(Collected data entries)
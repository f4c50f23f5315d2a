//! Shapes built on `geoprim-core`.
//!
//! Provides [rectangles][rect], [circles][circle] and
//! [line segments][segment] in the plane, and a [`Shape`] sum type that
//! frames any of them in a binary stream behind a type tag.

#![no_std]

extern crate core;
#[cfg(feature = "std")]
extern crate std;

pub mod circle;
pub mod rect;
pub mod segment;
pub mod shape;

pub use {
    circle::{Circle, Circle2d, Circle2f},
    rect::{Rect2d, Rect2f, Rect2i, Rectangle},
    segment::{LineSegment, LineSegment2d, LineSegment2f},
    shape::{Shape, ShapeTag},
};
#[cfg(test)]
mod tests {
    use alloc::format;

    use crate::assert_approx_eq;
    use crate::math::angle::degs;

    use super::*;

    #[derive(Debug, Default)]
    struct World;
    #[derive(Debug, Default)]
    struct Model;

    type WorldToModel = RealToReal<3, World, Model>;

    fn sample_mat4() -> Mat4 {
        Matrix::new([
            [2.0, 0.0, 1.0, 3.0],
            [1.0, 3.0, 0.0, -1.0],
            [0.0, 1.0, 4.0, 2.0],
            [0.0, 0.0, 0.0, 1.0],
        ])
    }

    mod mat3 {
        use super::*;

        #[test]
        fn determinant() {
            let m: Mat3 = Matrix::new([
                [2.0, -3.0, 1.0],
                [2.0, 0.0, -1.0],
                [1.0, 4.0, 5.0],
            ]);
            assert_eq!(m.determinant(), 49.0);
            assert_eq!(Mat3::<f64>::identity().determinant(), 1.0);
        }

        #[test]
        fn inverse_of_rotation_is_transpose() {
            let m = rotate2(degs(37.0));
            let inv = m.inverse().unwrap();
            assert_approx_eq!(inv.0, m.transpose().0);
        }

        #[test]
        fn inverse_times_self_is_identity() {
            let m: Mat3 = Matrix::new([
                [2.0, -3.0, 1.0],
                [2.0, 0.0, -1.0],
                [1.0, 4.0, 5.0],
            ]);
            let inv = m.inverse().unwrap();
            assert_approx_eq!(m.compose(&inv), Mat3::identity());
            assert_approx_eq!(inv.compose(&m), Mat3::identity());
        }

        #[test]
        fn singular_is_not_invertible() {
            let m: Mat3 = Matrix::new([
                [1.0, 2.0, 3.0],
                [2.0, 4.0, 6.0],
                [0.0, 1.0, 1.0],
            ]);
            assert!(!m.is_invertible());
            assert!(matches!(m.inverse(), Err(Error::NotInvertible)));
        }

        #[test]
        fn apply_scale_translate() {
            let m = translate2(vec2(1.0, 2.0)).compose(&scale2(vec2(3.0, -1.0)));
            assert_eq!(m.apply(&pt2(1.0, 1.0)), pt2(4.0, 1.0));
            assert_eq!(m.apply_vec(&vec2(1.0, 1.0)), vec2(3.0, -1.0));
        }

        #[test]
        fn apply_and_divide_uses_last_row() {
            let m: Mat3 = Matrix::new([
                [1.0, 0.0, 0.0],
                [0.0, 1.0, 0.0],
                [0.0, 0.0, 2.0],
            ]);
            assert_eq!(m.apply(&pt2(4.0, 2.0)), pt2(4.0, 2.0));
            assert_eq!(m.apply_and_divide(&pt2(4.0, 2.0)), pt2(2.0, 1.0));
        }

        #[test]
        fn rotate_is_counter_clockwise() {
            let m = rotate2(degs(90.0));
            assert_approx_eq!(m.apply(&pt2(1.0, 0.0)), pt2(0.0, 1.0));
            assert_approx_eq!(m.apply_vec(&vec2(0.0, 1.0)), vec2(-1.0, 0.0));
        }

        #[test]
        fn apply_transpose() {
            let m: Mat3 = Matrix::new([
                [1.0, 2.0, 0.0],
                [3.0, 4.0, 0.0],
                [0.0, 0.0, 1.0],
            ]);
            assert_eq!(m.apply_transpose(&vec2(1.0, 1.0)), vec2(4.0, 6.0));
            assert_eq!(
                m.apply_transpose(&vec2(1.0, 1.0)),
                m.transpose().apply_vec(&vec2(1.0, 1.0))
            );
        }

        #[test]
        fn single_width() {
            let m: Mat3f = scale2(vec2(2.0, 4.0));
            let inv = m.inverse().unwrap();
            assert_eq!(inv.apply(&pt2(2.0, 4.0)), pt2(1.0, 1.0));
        }
    }

    mod mat4 {
        use super::*;

        #[test]
        fn determinant() {
            assert_eq!(sample_mat4().determinant(), 25.0);
            assert_eq!(scale3(vec3(2.0, 3.0, 4.0)).determinant(), 24.0);
        }

        #[test]
        fn inverse_of_diagonal() {
            let m = scale3(vec3(2.0, 4.0, -8.0));
            let inv = m.inverse().unwrap();
            assert_eq!(inv, scale3(vec3(0.5, 0.25, -0.125)).to());
        }

        #[test]
        fn inverse_of_translation() {
            let m = translate3(vec3(1.0, -2.0, 3.0));
            assert_eq!(m.inverse().unwrap(), translate3(vec3(-1.0, 2.0, -3.0)));
        }

        #[test]
        fn inverse_times_self_is_identity() {
            let m = sample_mat4();
            let inv = m.inverse().unwrap();
            assert_approx_eq!(m.compose(&inv), Mat4::identity());
            assert_approx_eq!(inv * m, Mat4::identity());
        }

        #[test]
        fn inverse_of_full_matrix() {
            let m: Mat4 = Matrix::new([
                [1.0, 1.0, 1.0, -1.0],
                [1.0, 1.0, -1.0, 1.0],
                [1.0, -1.0, 1.0, 1.0],
                [-1.0, 1.0, 1.0, 1.0],
            ]);
            assert_eq!(m.determinant(), -16.0);
            let inv = m.inverse().unwrap();
            assert_approx_eq!(inv.0, m.0.map(|r| r.map(|x| x / 4.0)));
        }

        #[test]
        fn singular_is_not_invertible() {
            let mut m = sample_mat4();
            m.0[2] = m.0[1];
            assert_eq!(m.determinant(), 0.0);
            assert!(!m.is_invertible());
            assert!(matches!(m.inverse(), Err(Error::NotInvertible)));
        }

        #[test]
        fn tiny_determinant_is_still_invertible() {
            let m = scale3(vec3(1e-100, 1e-100, 1e-100));
            assert!(m.determinant() > 0.0);
            assert!(m.is_invertible());
        }

        #[test]
        fn composition_order() {
            let t = translate3(vec3(1.0, 0.0, 0.0));
            let s = scale3(vec3(2.0, 2.0, 2.0));
            let p = pt3(1.0, 1.0, 1.0);

            assert_eq!(t.compose(&s).apply(&p), pt3(3.0, 2.0, 2.0));
            assert_eq!(s.then(&t).apply(&p), pt3(3.0, 2.0, 2.0));
            assert_eq!((t * s).apply(&p), pt3(3.0, 2.0, 2.0));
            assert_eq!((s * t).apply(&p), pt3(4.0, 2.0, 2.0));
        }

        #[test]
        fn apply_ignores_w_but_apply_and_divide_does_not() {
            let mut m = Mat4::<f64>::identity();
            m.0[3] = [0.0, 0.0, 0.0, 4.0];
            let p = pt3(4.0, 8.0, -4.0);
            assert_eq!(m.apply(&p), p);
            assert_eq!(m.apply_and_divide(&p), pt3(1.0, 2.0, -1.0));
        }

        #[test]
        fn apply_and_divide_by_zero_is_not_finite() {
            let mut m = Mat4::<f64>::identity();
            m.0[3] = [0.0; 4];
            assert!(!m.apply_and_divide(&pt3(1.0, 0.0, 0.0)).is_finite());
        }

        #[test]
        fn axis_rotations() {
            let p = pt3(1.0, 1.0, 1.0);
            assert_approx_eq!(rotate_x(degs(90.0)).apply(&p), pt3(1.0, -1.0, 1.0));
            assert_approx_eq!(rotate_y(degs(90.0)).apply(&p), pt3(1.0, 1.0, -1.0));
            assert_approx_eq!(rotate_z(degs(90.0)).apply(&p), pt3(-1.0, 1.0, 1.0));
        }

        #[test]
        fn axis_angle_matches_axis_rotations() {
            let a = degs(-63.0);
            assert_approx_eq!(rotate(Vec3::X, a), rotate_x(a));
            assert_approx_eq!(rotate(vec3(0.0, 3.0, 0.0), a), rotate_y(a));
            assert_approx_eq!(rotate(Vec3::Z, a), rotate_z(a));
        }

        #[test]
        fn axis_angle_about_diagonal() {
            let m = rotate(vec3(1.0, 1.0, 1.0), degs(120.0));
            assert_approx_eq!(m.apply_vec(&Vec3::X), Vec3::Y);
            assert_approx_eq!(m.apply_vec(&Vec3::Y), Vec3::Z);
        }

        #[test]
        fn look_at_along_z_is_identity() {
            let m = look_at(pt3(0.0, 0.0, 0.0), pt3(0.0, 0.0, 5.0), Vec3::Y);
            assert_approx_eq!(m, Mat4::identity());
        }

        #[test]
        fn look_at_frame_is_orthonormal() {
            let eye = pt3(1.0, 2.0, 3.0);
            let m = look_at(eye, pt3(-2.0, 0.5, 7.0), vec3(0.1, 2.0, 0.0));
            let [u, v, w] = [0, 1, 2].map(|i| {
                let [x, y, z, _] = m.col(i);
                vec3(x, y, z)
            });
            for a in [u, v, w] {
                assert_approx_eq!(a.len(), 1.0);
            }
            assert_approx_eq!(u.dot(&v), 0.0);
            assert_approx_eq!(v.dot(&w), 0.0);
            assert_approx_eq!(w.dot(&u), 0.0);
            assert_eq!(m.apply(&pt3(0.0, 0.0, 0.0)), eye);
        }

        #[test]
        fn perspective_w_row() {
            let m = perspective(degs(60.0), 1.5, 0.1, 100.0);
            assert_eq!(m.row(3), [0.0, 0.0, 1.0, 0.0]);
            let f = 1.0 / degs(30.0).tan();
            assert_approx_eq!(m.element(0, 0).unwrap(), f / 1.5);
            assert_approx_eq!(m.element(1, 1).unwrap(), f);
        }

        #[test]
        fn perspective_maps_near_and_far_planes() {
            let m = perspective(degs(90.0), 1.0, 2.0, 8.0);

            let near = m.apply_and_divide(&pt3(2.0, -2.0, 2.0));
            assert_approx_eq!(near, pt3(1.0, -1.0, 0.0));

            let far = m.apply_and_divide(&pt3(0.0, 8.0, 8.0));
            assert_approx_eq!(far, pt3(0.0, 1.0, 1.0));
        }

        #[test]
        fn apply_ray() {
            let m = translate3(vec3(1.0, 0.0, 0.0)).compose(&scale3(vec3(2.0, 2.0, 2.0)));
            let r = Ray(pt3(0.0, 1.0, 0.0), vec3(0.0, 0.0, 1.0));
            let Ray(o, d) = m.apply_ray(&r);
            assert_eq!(o, pt3(1.0, 2.0, 0.0));
            assert_eq!(d, vec3(0.0, 0.0, 2.0));
        }

        #[test]
        fn transform_t_rescales_distance() {
            let m = scale3(vec3(3.0, 3.0, 3.0));
            let r_old = Ray(pt3(1.0, 0.0, 0.0), vec3(0.0, 1.0, 0.0));
            let r_new = m.apply_ray(&r_old);
            assert_approx_eq!(m.transform_t(&r_old, &r_new, 2.0), 6.0);
        }

        #[test]
        fn transform_t_passes_through_special_values() {
            let m = scale3(vec3(3.0, 3.0, 3.0));
            let r = Ray(pt3(0.0, 0.0, 0.0), vec3(1.0, 0.0, 0.0));
            assert_eq!(m.transform_t(&r, &r, 0.0), 0.0);
            assert_eq!(m.transform_t(&r, &r, f64::MAX), f64::MAX);
            assert_eq!(m.transform_t(&r, &r, f64::INFINITY), f64::INFINITY);
            assert!(m.transform_t(&r, &r, f64::NAN).is_nan());
        }

        #[test]
        fn inverse_transpose_carries_normals() {
            let m = scale3(vec3(1.0, 4.0, 1.0));
            let n = vec3(0.0, 1.0, 1.0).normalize();
            let inv = m.inverse().unwrap();
            let n2 = inv.apply_transpose(&n);
            // The tangent (0, 1, -1) maps to (0, 4, -1)
            assert_approx_eq!(n2.dot(&vec3(0.0, 4.0, -1.0)), 0.0);
            assert_eq!(n2, inv.transpose().apply_vec(&n));
        }

        #[test]
        fn map_types() {
            let m: Mat4<f64, WorldToModel> = translate3(vec3(1.0, 2.0, 3.0)).to();
            let p: Point3<f64, World> = pt3(0.0, 0.0, 0.0).to();
            let q: Point3<f64, Model> = m.apply(&p);
            let back: Point3<f64, World> = m.inverse().unwrap().apply(&q);
            assert_eq!(back, p);
        }
    }

    #[test]
    fn element_access() {
        let m = sample_mat4();
        assert_eq!(m.element(2, 3).ok(), Some(2.0));
        assert_eq!(m.row(1), [1.0, 3.0, 0.0, -1.0]);
        assert_eq!(m.col(0), [2.0, 1.0, 0.0, 0.0]);
        assert!(matches!(
            m.element(4, 0),
            Err(Error::IndexOutOfRange { index: 4, dim: 4 })
        ));
        assert!(matches!(
            m.element(0, 7),
            Err(Error::IndexOutOfRange { index: 7, dim: 4 })
        ));
    }

    #[test]
    fn transpose() {
        let m = sample_mat4();
        assert_eq!(m.transpose().row(0), m.col(0));
        assert_eq!(m.transpose().transpose(), m);
    }

    #[test]
    fn matrix_debug() {
        let m: Mat4 = [
            [0.0, 1.0, 2.0, 3.0],
            [10.0, 11.0, 12.0, 13.0],
            [20.0, 21.0, 22.0, 23.0],
            [30.0, 31.0, 32.0, 33.0],
        ]
        .into();

        let expected = r#"Matrix<()->()>[
    [  0.00,   1.00,   2.00,   3.00]
    [ 10.00,  11.00,  12.00,  13.00]
    [ 20.00,  21.00,  22.00,  23.00]
    [ 30.00,  31.00,  32.00,  33.00]
]"#;

        assert_eq!(format!("{:?}", m), expected);
    }
}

Problem to solve -
The answer consists solely of the lines from the one containing "let m: Mat4<f64, WorldToModel>" through the last line of the data above, reproduced exactly.

Answer for this exercise -
            let m: Mat4<f64, WorldToModel> = translate3(vec3(1.0, 2.0, 3.0)).to();
            let p: Point3<f64, World> = pt3(0.0, 0.0, 0.0).to();
            let q: Point3<f64, Model> = m.apply(&p);
            let back: Point3<f64, World> = m.inverse().unwrap().apply(&q);
            assert_eq!(back, p);
        }
    }

    #[test]
    fn element_access() {
        let m = sample_mat4();
        assert_eq!(m.element(2, 3).ok(), Some(2.0));
        assert_eq!(m.row(1), [1.0, 3.0, 0.0, -1.0]);
        assert_eq!(m.col(0), [2.0, 1.0, 0.0, 0.0]);
        assert!(matches!(
            m.element(4, 0),
            Err(Error::IndexOutOfRange { index: 4, dim: 4 })
        ));
        assert!(matches!(
            m.element(0, 7),
            Err(Error::IndexOutOfRange { index: 7, dim: 4 })
        ));
    }

    #[test]
    fn transpose() {
        let m = sample_mat4();
        assert_eq!(m.transpose().row(0), m.col(0));
        assert_eq!(m.transpose().transpose(), m);
    }

    #[test]
    fn matrix_debug() {
        let m: Mat4 = [
            [0.0, 1.0, 2.0, 3.0],
            [10.0, 11.0, 12.0, 13.0],
            [20.0, 21.0, 22.0, 23.0],
            [30.0, 31.0, 32.0, 33.0],
        ]
        .into();

        let expected = r#"Matrix<()->()>[
    [  0.00,   1.00,   2.00,   3.00]
    [ 10.00,  11.00,  12.00,  13.00]
    [ 20.00,  21.00,  22.00,  23.00]
    [ 30.00,  31.00,  32.00,  33.00]
]"#;

        assert_eq!(format!("{:?}", m), expected);
    }
}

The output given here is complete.